Desde 1925, cientistas tentavam comprovar as "lendas" egípcias que citavam o "ferro que caiu do céu". Agora testes científicos feitos com técnicas de fluorescência de raios X indicaram que a lâmina contém 10% de níquel e 0,6% de cobalto, concentrações de substâncias encontradas em meteoritos metálicos.
O estudo também confirmou o valor que os antigos egípcios davam para o ferro dos meteoritos, usados para a produção de objetos preciosos, como o punhal do faraó.
O faraó Tutancâmon, conhecido como "faraó menino", se tornou a múmia mais famosa do mundo e tem sido alvo de curiosidade de diversos historiadores que desejam desvendar mais mistérios sobre aquele que foi o mais jovem mandatário do antigo Egito. Falecido aos 19 anos, em 1.324 a.C, ele reinou por nove anos.

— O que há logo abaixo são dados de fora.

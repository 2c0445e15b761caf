//! Filter/search view over a loaded catalogue.

use crate::catalog::{CatalogueSource, Product};
use crate::ids::{Category, ProductId};
use crate::search::{CatalogueQuery, CategoryFilter};

/// The catalogue as a shopper sees it.
///
/// Owns the product list, the active category filter, the search text and the
/// quick-view selection. The visible product set is always derived from these
/// on demand.
#[derive(Debug, Clone, Default)]
pub struct CatalogueView {
    products: Vec<Product>,
    query: CatalogueQuery,
    quick_view: Option<ProductId>,
}

impl CatalogueView {
    /// Create an empty view.
    pub fn new() -> Self {
        Self::default()
    }

    /// Create a view over an existing product list.
    pub fn with_products(products: Vec<Product>) -> Self {
        Self {
            products,
            ..Self::default()
        }
    }

    /// Set the category filter. Any value is accepted.
    pub fn set_filter(&mut self, filter: impl Into<CategoryFilter>) {
        self.query.filter = filter.into();
    }

    /// Set the search text. Any value is accepted.
    pub fn set_search(&mut self, search: impl Into<String>) {
        self.query.search = search.into();
    }

    /// The active category filter.
    pub fn filter(&self) -> &CategoryFilter {
        &self.query.filter
    }

    /// The current search text.
    pub fn search(&self) -> &str {
        &self.query.search
    }

    /// The combined filter and search.
    pub fn query(&self) -> &CatalogueQuery {
        &self.query
    }

    /// Products passing the current filter and search, in catalogue order.
    pub fn visible_products(&self) -> impl Iterator<Item = &Product> + '_ {
        self.query.apply(&self.products)
    }

    /// The full product list.
    pub fn products(&self) -> &[Product] {
        &self.products
    }

    /// Look a product up by id.
    pub fn product(&self, id: &ProductId) -> Option<&Product> {
        self.products.iter().find(|p| &p.id == id)
    }

    /// Distinct categories, in order of first appearance.
    pub fn categories(&self) -> Vec<Category> {
        let mut seen: Vec<Category> = Vec::new();
        for product in &self.products {
            if !seen.contains(&product.category) {
                seen.push(product.category.clone());
            }
        }
        seen
    }

    /// Replace the whole product list.
    ///
    /// A quick view pointing at a product that is gone is closed.
    pub fn replace_products(&mut self, products: Vec<Product>) {
        self.products = products;
        if let Some(id) = &self.quick_view {
            if self.product(id).is_none() {
                self.quick_view = None;
            }
        }
    }

    /// Load the product list from a source.
    ///
    /// On success the list is replaced. On failure the error is logged and the
    /// existing list is kept. There is no retry. Returns whether the list was
    /// replaced.
    pub async fn load_catalogue(&mut self, source: &dyn CatalogueSource) -> bool {
        match source.fetch_products().await {
            Ok(products) => {
                tracing::info!(
                    source = %source.describe(),
                    products = products.len(),
                    "catalogue loaded"
                );
                self.replace_products(products);
                true
            }
            Err(err) => {
                tracing::error!(
                    source = %source.describe(),
                    error = %err,
                    kept = self.products.len(),
                    "error fetching products"
                );
                false
            }
        }
    }

    /// Open the quick view for a product. Ignored for ids not in the catalogue.
    pub fn open_quick_view(&mut self, id: &ProductId) -> bool {
        if self.product(id).is_some() {
            self.quick_view = Some(id.clone());
            true
        } else {
            false
        }
    }

    /// Close the quick view.
    pub fn close_quick_view(&mut self) {
        self.quick_view = None;
    }

    /// The product currently shown in the quick view.
    pub fn quick_view(&self) -> Option<&Product> {
        self.quick_view.as_ref().and_then(|id| self.product(id))
    }
}

#[cfg(test)]
mod tests {
    use super::*;
    use crate::catalog::StaticCatalogue;
    use crate::error::CommerceError;
    use crate::money::{Currency, Money};
    use async_trait::async_trait;

    fn drone_and_rover() -> Vec<Product> {
        vec![
            Product::new(1u64, "Drone", Money::from_decimal(100.0, Currency::USD), "drones"),
            Product::new(2u64, "Rover", Money::from_decimal(200.0, Currency::USD), "rovers"),
        ]
    }

    fn visible_names(view: &CatalogueView) -> Vec<String> {
        view.visible_products().map(|p| p.name.clone()).collect()
    }

    struct FailingSource;

    #[async_trait]
    impl CatalogueSource for FailingSource {
        async fn fetch_products(&self) -> Result<Vec<Product>, CommerceError> {
            Err(CommerceError::Source {
                source_name: "failing".to_string(),
                message: "connection refused".to_string(),
            })
        }

        fn describe(&self) -> String {
            "failing".to_string()
        }
    }

    #[test]
    fn test_defaults() {
        let view = CatalogueView::new();
        assert_eq!(view.filter(), &CategoryFilter::All);
        assert_eq!(view.search(), "");
        assert!(view.quick_view().is_none());
    }

    #[test]
    fn test_filter_drones() {
        let mut view = CatalogueView::with_products(drone_and_rover());
        view.set_filter("drones");
        view.set_search("");
        assert_eq!(visible_names(&view), vec!["Drone"]);
    }

    #[test]
    fn test_search_all_rov() {
        let mut view = CatalogueView::with_products(drone_and_rover());
        view.set_filter("all");
        view.set_search("rov");
        assert_eq!(visible_names(&view), vec!["Rover"]);
    }

    #[test]
    fn test_empty_catalogue_is_empty_view() {
        let mut view = CatalogueView::new();
        assert_eq!(view.visible_products().count(), 0);

        view.replace_products(drone_and_rover());
        view.set_filter("arms");
        assert_eq!(view.visible_products().count(), 0);
    }

    #[test]
    fn test_categories_in_first_appearance_order() {
        let view = CatalogueView::with_products(StaticCatalogue::robotics().products().to_vec());
        assert_eq!(view.categories(), Category::standard());
    }

    #[test]
    fn test_quick_view_lifecycle() {
        let mut view = CatalogueView::with_products(drone_and_rover());
        assert!(!view.open_quick_view(&ProductId::new("99")));
        assert!(view.quick_view().is_none());

        assert!(view.open_quick_view(&ProductId::new("2")));
        assert_eq!(view.quick_view().map(|p| p.name.as_str()), Some("Rover"));

        view.close_quick_view();
        assert!(view.quick_view().is_none());
    }

    #[test]
    fn test_replace_closes_stale_quick_view() {
        let mut view = CatalogueView::with_products(drone_and_rover());
        view.open_quick_view(&ProductId::new("2"));
        view.replace_products(drone_and_rover().into_iter().take(1).collect());
        assert!(view.quick_view().is_none());
    }

    #[tokio::test]
    async fn test_load_catalogue_replaces_products() {
        let mut view = CatalogueView::with_products(drone_and_rover());
        let loaded = view.load_catalogue(&StaticCatalogue::robotics()).await;
        assert!(loaded);
        assert_eq!(view.products().len(), 5);
    }

    #[tokio::test]
    async fn test_load_failure_keeps_existing_list() {
        let mut view = CatalogueView::with_products(drone_and_rover());
        view.set_filter("rovers");

        let loaded = view.load_catalogue(&FailingSource).await;
        assert!(!loaded);
        assert_eq!(view.products(), drone_and_rover().as_slice());
        assert_eq!(visible_names(&view), vec!["Rover"]);
    }
}
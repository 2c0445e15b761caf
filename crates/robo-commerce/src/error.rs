//! Commerce error types.

use thiserror::Error;

/// Errors that can occur in storefront operations.
///
/// Most cart and catalogue mutations are infallible by contract (invalid
/// quantities and unknown ids are no-ops), so this enum stays small.
#[derive(Error, Debug)]
pub enum CommerceError {
    /// Product not found in the catalogue.
    #[error("Product not found: {0}")]
    ProductNotFound(String),

    /// Currency mismatch between a product and the cart.
    #[error("Currency mismatch: expected {expected}, got {got}")]
    CurrencyMismatch { expected: String, got: String },

    /// Catalogue source failed to produce products.
    #[error("Catalogue source {source_name} failed: {message}")]
    Source {
        source_name: String,
        message: String,
    },
}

Utilização do ferro meteorítico
O mineral de ferro puro nativo praticamente não existe na superfície da Terra. Antes do domínio do processo de transformação do minério de ferro (hematita) em ferro por volta de 1.200 a.C., os meteoritos foram utilizados como fonte de ferro, podendo ser reconhecidos nos artefatos antigos por conter níquel. Assim, as armas de ferro que revolucionaram as guerras, e o ferro que implementou a agricultura, teriam sido obtidos em grande parte do ferro meteorítico
O ferro meteorítico foi encontrado em numerosos sítios arqueológicos antigos, desde a Suméria cujos artefatos com este metal datam mais de 4,5 mil anos. Inclusive na tumba de Tutancâmon foi encontrada uma adaga de ferro meteorítico.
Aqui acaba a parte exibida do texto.